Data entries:
▼

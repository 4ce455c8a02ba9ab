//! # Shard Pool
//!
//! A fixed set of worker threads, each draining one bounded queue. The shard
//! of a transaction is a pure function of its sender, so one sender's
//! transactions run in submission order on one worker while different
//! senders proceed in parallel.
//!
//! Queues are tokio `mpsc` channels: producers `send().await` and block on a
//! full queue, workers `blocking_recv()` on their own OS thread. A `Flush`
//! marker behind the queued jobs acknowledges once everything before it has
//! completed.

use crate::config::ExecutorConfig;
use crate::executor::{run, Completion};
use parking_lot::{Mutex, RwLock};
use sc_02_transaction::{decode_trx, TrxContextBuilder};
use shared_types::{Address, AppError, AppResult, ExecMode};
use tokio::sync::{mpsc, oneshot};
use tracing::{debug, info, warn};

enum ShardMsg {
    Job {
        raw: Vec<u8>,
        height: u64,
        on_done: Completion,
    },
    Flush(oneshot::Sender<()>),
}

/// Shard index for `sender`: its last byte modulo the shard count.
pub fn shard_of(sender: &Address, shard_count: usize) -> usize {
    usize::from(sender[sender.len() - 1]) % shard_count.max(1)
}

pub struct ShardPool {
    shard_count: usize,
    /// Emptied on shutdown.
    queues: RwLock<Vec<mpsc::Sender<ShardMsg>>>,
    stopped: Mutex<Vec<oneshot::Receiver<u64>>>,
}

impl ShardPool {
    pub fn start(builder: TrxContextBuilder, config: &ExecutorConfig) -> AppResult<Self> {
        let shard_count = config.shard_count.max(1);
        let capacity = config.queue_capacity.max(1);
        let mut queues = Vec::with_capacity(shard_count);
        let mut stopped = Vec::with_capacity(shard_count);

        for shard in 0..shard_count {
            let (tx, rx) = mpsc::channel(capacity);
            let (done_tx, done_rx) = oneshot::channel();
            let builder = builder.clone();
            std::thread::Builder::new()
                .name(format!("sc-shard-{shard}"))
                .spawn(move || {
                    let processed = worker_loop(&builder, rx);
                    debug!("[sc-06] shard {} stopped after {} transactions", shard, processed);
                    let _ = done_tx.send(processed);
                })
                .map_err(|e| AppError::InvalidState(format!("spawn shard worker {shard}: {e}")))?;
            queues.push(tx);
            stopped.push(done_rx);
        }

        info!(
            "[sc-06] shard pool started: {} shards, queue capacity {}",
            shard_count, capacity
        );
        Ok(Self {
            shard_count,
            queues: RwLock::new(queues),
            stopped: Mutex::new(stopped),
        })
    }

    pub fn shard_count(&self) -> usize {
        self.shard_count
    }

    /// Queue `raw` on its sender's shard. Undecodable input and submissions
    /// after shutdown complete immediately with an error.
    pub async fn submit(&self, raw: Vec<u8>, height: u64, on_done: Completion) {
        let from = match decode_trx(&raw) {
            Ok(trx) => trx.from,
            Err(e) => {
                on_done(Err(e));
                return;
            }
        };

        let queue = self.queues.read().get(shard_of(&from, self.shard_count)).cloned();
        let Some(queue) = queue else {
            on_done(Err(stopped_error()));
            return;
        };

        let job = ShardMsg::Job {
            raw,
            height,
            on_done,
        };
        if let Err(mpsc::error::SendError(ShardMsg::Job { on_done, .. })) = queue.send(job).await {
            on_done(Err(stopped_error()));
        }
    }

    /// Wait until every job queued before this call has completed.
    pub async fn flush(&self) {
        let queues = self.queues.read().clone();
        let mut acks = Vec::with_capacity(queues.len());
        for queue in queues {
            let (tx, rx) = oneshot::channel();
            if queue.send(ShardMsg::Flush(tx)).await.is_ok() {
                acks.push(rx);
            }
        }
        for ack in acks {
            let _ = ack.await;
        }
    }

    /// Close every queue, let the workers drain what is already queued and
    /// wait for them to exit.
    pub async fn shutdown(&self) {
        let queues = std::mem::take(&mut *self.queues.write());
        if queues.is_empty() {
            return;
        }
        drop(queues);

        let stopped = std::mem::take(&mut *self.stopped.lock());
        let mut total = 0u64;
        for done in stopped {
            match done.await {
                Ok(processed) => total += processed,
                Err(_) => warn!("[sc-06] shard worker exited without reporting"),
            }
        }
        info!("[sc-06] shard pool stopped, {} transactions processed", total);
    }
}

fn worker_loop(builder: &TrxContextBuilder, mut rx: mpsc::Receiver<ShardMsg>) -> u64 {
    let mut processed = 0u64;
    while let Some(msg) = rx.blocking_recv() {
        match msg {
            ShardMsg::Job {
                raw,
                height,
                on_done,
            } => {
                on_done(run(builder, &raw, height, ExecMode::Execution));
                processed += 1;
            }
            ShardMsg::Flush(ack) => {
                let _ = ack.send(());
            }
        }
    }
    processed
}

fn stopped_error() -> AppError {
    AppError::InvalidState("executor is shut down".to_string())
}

▲
▼

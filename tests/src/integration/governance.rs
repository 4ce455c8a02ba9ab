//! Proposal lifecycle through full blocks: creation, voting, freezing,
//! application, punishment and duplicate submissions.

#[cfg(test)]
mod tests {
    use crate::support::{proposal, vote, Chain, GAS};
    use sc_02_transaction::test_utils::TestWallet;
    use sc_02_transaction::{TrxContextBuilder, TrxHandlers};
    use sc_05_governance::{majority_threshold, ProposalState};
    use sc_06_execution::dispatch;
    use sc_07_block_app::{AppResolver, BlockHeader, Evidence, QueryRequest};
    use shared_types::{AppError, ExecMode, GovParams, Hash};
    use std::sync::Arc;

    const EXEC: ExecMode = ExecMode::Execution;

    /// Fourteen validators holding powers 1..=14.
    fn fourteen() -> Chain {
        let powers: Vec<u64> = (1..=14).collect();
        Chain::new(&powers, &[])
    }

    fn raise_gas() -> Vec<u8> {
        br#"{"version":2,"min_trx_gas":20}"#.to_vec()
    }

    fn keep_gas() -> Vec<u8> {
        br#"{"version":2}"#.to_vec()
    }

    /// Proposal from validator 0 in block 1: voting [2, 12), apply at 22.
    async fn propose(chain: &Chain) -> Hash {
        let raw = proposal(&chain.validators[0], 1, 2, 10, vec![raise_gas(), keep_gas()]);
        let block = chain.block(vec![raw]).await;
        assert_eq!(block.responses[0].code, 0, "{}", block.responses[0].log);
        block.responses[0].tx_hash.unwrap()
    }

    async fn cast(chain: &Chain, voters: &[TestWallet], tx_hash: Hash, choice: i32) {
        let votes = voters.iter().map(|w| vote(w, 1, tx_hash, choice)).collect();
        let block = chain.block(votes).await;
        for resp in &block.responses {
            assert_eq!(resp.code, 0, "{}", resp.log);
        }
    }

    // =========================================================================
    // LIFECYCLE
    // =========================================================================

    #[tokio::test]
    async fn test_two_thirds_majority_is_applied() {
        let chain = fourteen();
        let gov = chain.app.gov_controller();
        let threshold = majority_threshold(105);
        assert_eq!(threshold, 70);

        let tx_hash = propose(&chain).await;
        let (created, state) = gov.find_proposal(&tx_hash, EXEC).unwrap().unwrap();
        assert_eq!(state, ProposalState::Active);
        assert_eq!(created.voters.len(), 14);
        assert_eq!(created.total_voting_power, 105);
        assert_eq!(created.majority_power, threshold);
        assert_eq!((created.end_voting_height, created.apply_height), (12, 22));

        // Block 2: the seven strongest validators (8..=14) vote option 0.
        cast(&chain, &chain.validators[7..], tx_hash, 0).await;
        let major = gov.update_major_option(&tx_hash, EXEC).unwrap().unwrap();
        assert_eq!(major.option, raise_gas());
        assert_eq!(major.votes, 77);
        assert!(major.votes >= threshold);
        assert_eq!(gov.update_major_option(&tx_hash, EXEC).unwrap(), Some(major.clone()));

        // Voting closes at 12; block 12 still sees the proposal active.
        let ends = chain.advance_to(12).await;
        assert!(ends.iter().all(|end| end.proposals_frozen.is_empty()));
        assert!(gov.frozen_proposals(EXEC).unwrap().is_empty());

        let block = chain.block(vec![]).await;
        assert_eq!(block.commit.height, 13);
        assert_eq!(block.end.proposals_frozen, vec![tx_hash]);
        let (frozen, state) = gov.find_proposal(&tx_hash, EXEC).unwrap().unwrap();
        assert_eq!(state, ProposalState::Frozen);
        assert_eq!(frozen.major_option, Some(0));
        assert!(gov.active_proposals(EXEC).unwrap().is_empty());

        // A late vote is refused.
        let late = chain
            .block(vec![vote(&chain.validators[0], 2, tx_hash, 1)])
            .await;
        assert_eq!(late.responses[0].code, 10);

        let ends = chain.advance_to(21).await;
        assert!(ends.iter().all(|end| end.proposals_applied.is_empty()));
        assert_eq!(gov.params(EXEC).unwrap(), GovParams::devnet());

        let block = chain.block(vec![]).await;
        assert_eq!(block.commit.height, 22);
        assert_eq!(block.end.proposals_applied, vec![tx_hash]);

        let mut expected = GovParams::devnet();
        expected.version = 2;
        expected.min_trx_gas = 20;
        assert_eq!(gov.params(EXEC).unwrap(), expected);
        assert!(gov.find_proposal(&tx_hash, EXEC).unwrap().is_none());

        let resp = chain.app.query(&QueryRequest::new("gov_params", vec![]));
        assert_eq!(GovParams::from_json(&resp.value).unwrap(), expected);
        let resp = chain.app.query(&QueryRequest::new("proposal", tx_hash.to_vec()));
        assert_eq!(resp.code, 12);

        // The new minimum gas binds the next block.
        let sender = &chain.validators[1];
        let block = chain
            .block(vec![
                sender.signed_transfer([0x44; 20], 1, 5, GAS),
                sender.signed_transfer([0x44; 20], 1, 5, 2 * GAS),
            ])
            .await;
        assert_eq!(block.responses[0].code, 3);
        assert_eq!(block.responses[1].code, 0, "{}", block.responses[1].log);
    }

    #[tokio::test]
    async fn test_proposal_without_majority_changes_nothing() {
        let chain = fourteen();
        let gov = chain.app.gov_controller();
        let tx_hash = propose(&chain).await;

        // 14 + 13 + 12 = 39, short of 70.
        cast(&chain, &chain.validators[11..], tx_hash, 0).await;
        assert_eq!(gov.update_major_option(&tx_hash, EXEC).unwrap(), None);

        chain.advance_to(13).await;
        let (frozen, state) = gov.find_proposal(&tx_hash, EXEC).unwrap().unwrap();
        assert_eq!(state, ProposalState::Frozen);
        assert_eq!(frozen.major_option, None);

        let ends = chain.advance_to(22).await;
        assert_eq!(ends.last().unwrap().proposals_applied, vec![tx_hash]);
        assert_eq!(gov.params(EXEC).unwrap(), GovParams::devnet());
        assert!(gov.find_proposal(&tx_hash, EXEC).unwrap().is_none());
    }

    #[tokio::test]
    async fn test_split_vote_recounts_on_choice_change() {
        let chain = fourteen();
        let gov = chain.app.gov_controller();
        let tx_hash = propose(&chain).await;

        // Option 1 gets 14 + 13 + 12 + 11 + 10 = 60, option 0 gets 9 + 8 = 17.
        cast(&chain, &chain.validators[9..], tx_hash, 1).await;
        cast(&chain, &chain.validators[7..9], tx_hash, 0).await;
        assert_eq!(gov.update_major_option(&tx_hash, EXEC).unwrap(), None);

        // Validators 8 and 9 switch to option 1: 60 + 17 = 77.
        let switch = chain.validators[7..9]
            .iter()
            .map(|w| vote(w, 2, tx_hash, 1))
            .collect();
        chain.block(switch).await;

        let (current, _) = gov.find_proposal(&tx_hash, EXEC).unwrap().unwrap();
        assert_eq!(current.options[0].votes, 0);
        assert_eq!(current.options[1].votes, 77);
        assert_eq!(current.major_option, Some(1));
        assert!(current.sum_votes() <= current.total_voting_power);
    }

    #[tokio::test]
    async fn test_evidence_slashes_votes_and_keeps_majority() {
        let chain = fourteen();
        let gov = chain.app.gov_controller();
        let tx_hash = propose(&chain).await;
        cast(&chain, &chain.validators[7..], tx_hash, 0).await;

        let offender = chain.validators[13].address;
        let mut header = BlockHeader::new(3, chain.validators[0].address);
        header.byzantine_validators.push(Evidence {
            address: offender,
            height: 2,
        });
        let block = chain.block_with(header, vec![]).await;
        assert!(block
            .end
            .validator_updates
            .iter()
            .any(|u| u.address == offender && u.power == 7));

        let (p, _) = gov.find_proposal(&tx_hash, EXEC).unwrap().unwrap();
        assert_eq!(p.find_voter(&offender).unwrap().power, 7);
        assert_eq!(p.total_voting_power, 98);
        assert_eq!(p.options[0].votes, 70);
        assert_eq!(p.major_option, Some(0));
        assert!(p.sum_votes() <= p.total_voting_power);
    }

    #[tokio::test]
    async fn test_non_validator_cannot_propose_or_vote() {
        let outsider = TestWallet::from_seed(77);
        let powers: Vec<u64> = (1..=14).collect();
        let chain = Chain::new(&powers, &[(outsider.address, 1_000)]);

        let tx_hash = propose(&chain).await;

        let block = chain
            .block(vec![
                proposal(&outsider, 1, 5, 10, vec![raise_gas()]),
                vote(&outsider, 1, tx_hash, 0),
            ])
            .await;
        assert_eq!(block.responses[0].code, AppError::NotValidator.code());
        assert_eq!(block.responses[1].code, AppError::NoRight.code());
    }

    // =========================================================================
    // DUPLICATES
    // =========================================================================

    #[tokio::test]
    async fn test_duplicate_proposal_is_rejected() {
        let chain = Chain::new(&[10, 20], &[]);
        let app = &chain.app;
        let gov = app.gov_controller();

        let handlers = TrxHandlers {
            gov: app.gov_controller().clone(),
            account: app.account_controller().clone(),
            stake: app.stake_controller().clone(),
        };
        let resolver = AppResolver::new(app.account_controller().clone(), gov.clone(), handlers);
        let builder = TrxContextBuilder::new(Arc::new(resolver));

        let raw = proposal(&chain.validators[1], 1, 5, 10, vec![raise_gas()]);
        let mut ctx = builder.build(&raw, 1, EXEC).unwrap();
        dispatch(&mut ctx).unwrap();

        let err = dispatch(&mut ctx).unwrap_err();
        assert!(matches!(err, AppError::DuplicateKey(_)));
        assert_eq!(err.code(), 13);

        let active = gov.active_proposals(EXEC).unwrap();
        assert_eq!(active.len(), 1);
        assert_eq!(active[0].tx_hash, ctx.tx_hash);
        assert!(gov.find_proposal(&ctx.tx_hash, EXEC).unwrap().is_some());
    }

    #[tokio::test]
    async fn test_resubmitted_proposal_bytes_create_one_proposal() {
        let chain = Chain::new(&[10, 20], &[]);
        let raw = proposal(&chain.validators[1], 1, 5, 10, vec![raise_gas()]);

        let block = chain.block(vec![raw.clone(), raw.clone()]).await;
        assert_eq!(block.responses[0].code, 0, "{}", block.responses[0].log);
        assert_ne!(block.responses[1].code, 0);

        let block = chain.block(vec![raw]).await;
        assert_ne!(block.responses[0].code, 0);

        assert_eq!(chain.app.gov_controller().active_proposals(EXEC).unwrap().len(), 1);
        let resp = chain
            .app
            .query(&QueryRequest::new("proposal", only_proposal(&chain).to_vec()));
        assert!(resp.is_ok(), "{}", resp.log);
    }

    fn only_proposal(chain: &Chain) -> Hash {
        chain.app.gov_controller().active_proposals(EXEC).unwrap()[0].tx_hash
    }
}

▲
▼

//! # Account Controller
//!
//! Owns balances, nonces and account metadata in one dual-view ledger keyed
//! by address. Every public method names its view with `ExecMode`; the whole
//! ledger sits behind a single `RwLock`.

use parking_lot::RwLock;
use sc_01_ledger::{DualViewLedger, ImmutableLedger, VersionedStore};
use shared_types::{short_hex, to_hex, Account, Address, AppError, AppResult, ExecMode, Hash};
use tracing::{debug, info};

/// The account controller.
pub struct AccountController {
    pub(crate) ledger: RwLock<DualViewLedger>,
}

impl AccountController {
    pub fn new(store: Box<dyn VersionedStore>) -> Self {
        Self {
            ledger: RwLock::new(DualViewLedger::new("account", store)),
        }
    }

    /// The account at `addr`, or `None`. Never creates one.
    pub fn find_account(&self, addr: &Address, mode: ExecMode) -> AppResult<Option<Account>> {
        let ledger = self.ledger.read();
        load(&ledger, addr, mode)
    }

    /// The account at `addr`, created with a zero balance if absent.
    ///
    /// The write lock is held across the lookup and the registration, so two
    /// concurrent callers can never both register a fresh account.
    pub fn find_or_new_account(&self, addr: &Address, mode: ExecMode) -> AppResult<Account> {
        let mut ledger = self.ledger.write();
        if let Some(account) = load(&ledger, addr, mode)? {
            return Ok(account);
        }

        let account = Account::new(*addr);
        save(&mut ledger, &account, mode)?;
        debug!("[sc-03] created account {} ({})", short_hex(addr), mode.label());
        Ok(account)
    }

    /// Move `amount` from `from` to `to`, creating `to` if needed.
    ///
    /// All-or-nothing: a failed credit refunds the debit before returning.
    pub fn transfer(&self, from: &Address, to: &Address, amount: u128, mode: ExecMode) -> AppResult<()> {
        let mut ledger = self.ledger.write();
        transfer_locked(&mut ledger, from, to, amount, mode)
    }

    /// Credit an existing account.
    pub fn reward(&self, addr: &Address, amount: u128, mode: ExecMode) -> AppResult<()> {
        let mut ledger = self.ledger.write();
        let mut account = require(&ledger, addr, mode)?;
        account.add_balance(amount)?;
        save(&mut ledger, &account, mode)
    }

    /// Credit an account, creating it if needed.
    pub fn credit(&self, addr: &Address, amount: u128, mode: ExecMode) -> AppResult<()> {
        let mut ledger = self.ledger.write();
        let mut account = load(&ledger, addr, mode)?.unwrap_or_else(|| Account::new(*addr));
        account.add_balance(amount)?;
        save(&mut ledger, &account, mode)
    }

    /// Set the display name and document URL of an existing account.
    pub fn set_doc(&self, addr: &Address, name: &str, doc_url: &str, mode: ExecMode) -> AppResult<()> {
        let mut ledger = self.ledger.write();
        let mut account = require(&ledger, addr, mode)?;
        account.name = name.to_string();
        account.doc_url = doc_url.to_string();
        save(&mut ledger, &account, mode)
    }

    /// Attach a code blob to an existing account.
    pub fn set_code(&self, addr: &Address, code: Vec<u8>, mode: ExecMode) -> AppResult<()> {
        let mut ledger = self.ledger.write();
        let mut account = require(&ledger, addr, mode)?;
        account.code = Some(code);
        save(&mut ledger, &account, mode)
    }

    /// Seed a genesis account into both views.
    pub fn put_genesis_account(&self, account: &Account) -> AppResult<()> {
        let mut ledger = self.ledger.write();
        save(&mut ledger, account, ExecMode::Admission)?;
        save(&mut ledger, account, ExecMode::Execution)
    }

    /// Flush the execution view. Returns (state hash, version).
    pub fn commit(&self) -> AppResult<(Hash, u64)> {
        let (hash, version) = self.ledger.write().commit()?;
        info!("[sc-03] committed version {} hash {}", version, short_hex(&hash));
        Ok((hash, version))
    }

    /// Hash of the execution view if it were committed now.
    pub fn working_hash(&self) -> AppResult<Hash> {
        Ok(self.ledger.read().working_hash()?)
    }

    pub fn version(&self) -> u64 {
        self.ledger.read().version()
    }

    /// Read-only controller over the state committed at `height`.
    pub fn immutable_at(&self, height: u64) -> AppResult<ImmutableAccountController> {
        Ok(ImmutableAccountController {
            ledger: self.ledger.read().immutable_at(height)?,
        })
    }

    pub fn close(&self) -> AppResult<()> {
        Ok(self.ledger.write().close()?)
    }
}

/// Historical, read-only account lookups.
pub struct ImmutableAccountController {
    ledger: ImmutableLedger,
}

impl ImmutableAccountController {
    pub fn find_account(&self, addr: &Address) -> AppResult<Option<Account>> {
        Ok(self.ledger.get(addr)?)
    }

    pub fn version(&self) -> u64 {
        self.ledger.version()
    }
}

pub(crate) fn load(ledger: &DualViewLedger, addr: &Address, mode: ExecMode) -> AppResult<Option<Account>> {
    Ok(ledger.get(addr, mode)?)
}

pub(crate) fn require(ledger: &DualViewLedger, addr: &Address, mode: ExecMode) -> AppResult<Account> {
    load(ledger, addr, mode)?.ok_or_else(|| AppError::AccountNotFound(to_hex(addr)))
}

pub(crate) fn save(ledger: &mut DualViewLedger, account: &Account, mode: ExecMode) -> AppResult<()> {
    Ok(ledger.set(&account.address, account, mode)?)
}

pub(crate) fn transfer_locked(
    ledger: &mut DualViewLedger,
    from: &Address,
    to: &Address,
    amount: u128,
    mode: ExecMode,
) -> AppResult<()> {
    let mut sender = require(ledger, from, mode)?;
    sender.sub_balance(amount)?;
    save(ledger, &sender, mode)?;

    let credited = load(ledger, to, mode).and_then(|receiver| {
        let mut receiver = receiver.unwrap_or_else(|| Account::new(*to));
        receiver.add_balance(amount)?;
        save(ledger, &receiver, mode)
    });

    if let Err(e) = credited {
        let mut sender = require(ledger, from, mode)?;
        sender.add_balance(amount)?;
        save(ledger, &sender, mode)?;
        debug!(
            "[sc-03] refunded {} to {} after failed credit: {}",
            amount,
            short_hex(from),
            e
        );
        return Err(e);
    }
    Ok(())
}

▲

Action item: Whenever a line of the entries contains the string "switch", copy that line.

Output for this task:
        // Validators 8 and 9 switch to option 1: 60 + 17 = 77.
        let switch = chain.validators[7..9]
        chain.block(switch).await;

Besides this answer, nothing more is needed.